What is needed
Lines of the listing that contain "gateway" need to be copied.

Data for review
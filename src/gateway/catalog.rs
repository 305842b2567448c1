//! The fixed catalog of external computations and how each one is invoked.

use crate::model::{ClusteringMethod, SolverType};
use crate::runner::DecodeMode;
use serde::{Deserialize, Serialize};
use std::fmt;

#[derive(Debug, Clone, Copy, PartialEq, Eq, Hash, Serialize, Deserialize)]
#[serde(rename_all = "kebab-case")]
pub enum Computation {
    SetupProject,
    CalculateMetrics,
    RunClustering,
    GetClusterFiles,
    GetClusterData,
    RunElasticPricing,
    GetResultsData,
    GetMarginOfSales,
    CalculateResultMetrics,
}

impl Computation {
    #[cfg(test)]
    pub const ALL: [Computation; 9] = [
        Computation::SetupProject,
        Computation::CalculateMetrics,
        Computation::RunClustering,
        Computation::GetClusterFiles,
        Computation::GetClusterData,
        Computation::RunElasticPricing,
        Computation::GetResultsData,
        Computation::GetMarginOfSales,
        Computation::CalculateResultMetrics,
    ];

    pub fn name(self) -> &'static str {
        match self {
            Computation::SetupProject => "setup-project",
            Computation::CalculateMetrics => "calculate-metrics",
            Computation::RunClustering => "run-clustering",
            Computation::GetClusterFiles => "get-cluster-files",
            Computation::GetClusterData => "get-cluster-data",
            Computation::RunElasticPricing => "run-elastic-pricing",
            Computation::GetResultsData => "get-results-data",
            Computation::GetMarginOfSales => "get-margin-of-sales",
            Computation::CalculateResultMetrics => "calculate-result-metrics",
        }
    }

    /// Script run by the interpreter. `None` for operations answered locally.
    pub fn script(self) -> Option<&'static str> {
        match self {
            Computation::SetupProject => Some("setup_project.py"),
            Computation::CalculateMetrics => Some("calculate_metrics.py"),
            Computation::RunClustering => Some("clustering.py"),
            Computation::GetClusterFiles => None,
            Computation::GetClusterData => Some("get_cluster_data.py"),
            Computation::RunElasticPricing => Some("elastic_pricing_clustering.py"),
            Computation::GetResultsData => Some("get_results_data.py"),
            Computation::GetMarginOfSales => Some("get_margin_of_sales.py"),
            Computation::CalculateResultMetrics => Some("calculate_result_metrics.py"),
        }
    }

    pub fn decode_mode(self) -> DecodeMode {
        match self {
            Computation::RunElasticPricing => DecodeMode::Text,
            Computation::GetMarginOfSales => DecodeMode::Numeric,
            _ => DecodeMode::Json,
        }
    }
}

impl fmt::Display for Computation {
    fn fmt(&self, f: &mut fmt::Formatter<'_>) -> fmt::Result {
        f.write_str(self.name())
    }
}

/// A single request to the gateway: which computation, with which arguments.
///
/// Arguments are already marshalled into the script's argv order. Fields are
/// private so a request cannot change after it is issued.
#[derive(Debug, Clone, PartialEq)]
pub struct ComputationRequest {
    computation: Computation,
    arguments: Vec<String>,
    payload: Option<serde_json::Value>,
}

impl ComputationRequest {
    fn new(computation: Computation, arguments: Vec<String>) -> Self {
        Self {
            computation,
            arguments,
            payload: None,
        }
    }

    pub fn computation(&self) -> Computation {
        self.computation
    }

    pub fn arguments(&self) -> &[String] {
        &self.arguments
    }

    /// Structured inputs that are not passed on the command line.
    pub fn payload(&self) -> Option<&serde_json::Value> {
        self.payload.as_ref()
    }

    /// Arguments safe to log: the value following `--token` is masked.
    pub fn redacted_arguments(&self) -> Vec<String> {
        let mut out = Vec::with_capacity(self.arguments.len());
        let mut mask_next = false;
        for arg in &self.arguments {
            if mask_next {
                out.push("***".to_string());
                mask_next = false;
                continue;
            }
            mask_next = arg == "--token";
            out.push(arg.clone());
        }
        out
    }

    pub fn setup_project(project_name: &str, prices: &str, elasticities: &str) -> Self {
        Self::new(
            Computation::SetupProject,
            vec![project_name.into(), prices.into(), elasticities.into()],
        )
    }

    pub fn calculate_metrics(prices: &str, elasticities: &str) -> Self {
        Self::new(
            Computation::CalculateMetrics,
            vec![prices.into(), elasticities.into()],
        )
    }

    pub fn run_clustering(
        method: ClusteringMethod,
        output_dir: &str,
        prices: &str,
        elasticities: &str,
        solver: SolverType,
    ) -> Self {
        Self::new(
            Computation::RunClustering,
            vec![
                "--method".into(),
                method.as_arg().into(),
                "--output_dir".into(),
                output_dir.into(),
                "--prices_file".into(),
                prices.into(),
                "--cross_elasticity_file".into(),
                elasticities.into(),
                "--solver_type".into(),
                solver.as_arg().into(),
            ],
        )
    }

    /// Directory listing; carried as payload since nothing is spawned.
    pub fn get_cluster_files(clusters_dir: &str) -> Self {
        Self {
            payload: Some(serde_json::json!({ "clusters_dir": clusters_dir })),
            ..Self::new(Computation::GetClusterFiles, Vec::new())
        }
    }

    pub fn get_cluster_data(clusters_dir: &str, index: u32) -> Self {
        Self::new(
            Computation::GetClusterData,
            vec![clusters_dir.into(), index.to_string()],
        )
    }

    pub fn run_elastic_pricing(
        clusters_dir: &str,
        output_file: &str,
        solver: SolverType,
        num_reads: u32,
        token: &str,
    ) -> Self {
        Self {
            payload: Some(serde_json::json!({
                "solver": solver.as_arg(),
                "num_reads": num_reads,
            })),
            ..Self::new(
                Computation::RunElasticPricing,
                vec![
                    "--folder".into(),
                    clusters_dir.into(),
                    "--output".into(),
                    output_file.into(),
                    "--solver".into(),
                    solver.as_arg().into(),
                    "--num_reads".into(),
                    num_reads.to_string(),
                    "--token".into(),
                    token.into(),
                ],
            )
        }
    }

    pub fn get_results_data(results_file: &str) -> Self {
        Self::new(Computation::GetResultsData, vec![results_file.into()])
    }

    pub fn get_margin_of_sales(results_file: &str, prices_file: &str) -> Self {
        Self::new(
            Computation::GetMarginOfSales,
            vec![results_file.into(), prices_file.into()],
        )
    }

    pub fn calculate_result_metrics(
        results_file: &str,
        prices_file: &str,
        elasticities_file: &str,
    ) -> Self {
        Self::new(
            Computation::CalculateResultMetrics,
            vec![
                results_file.into(),
                prices_file.into(),
                elasticities_file.into(),
            ],
        )
    }
}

Reply
filename src/gateway/catalog.rs
/// A single request to the gateway: which computation, with which arguments.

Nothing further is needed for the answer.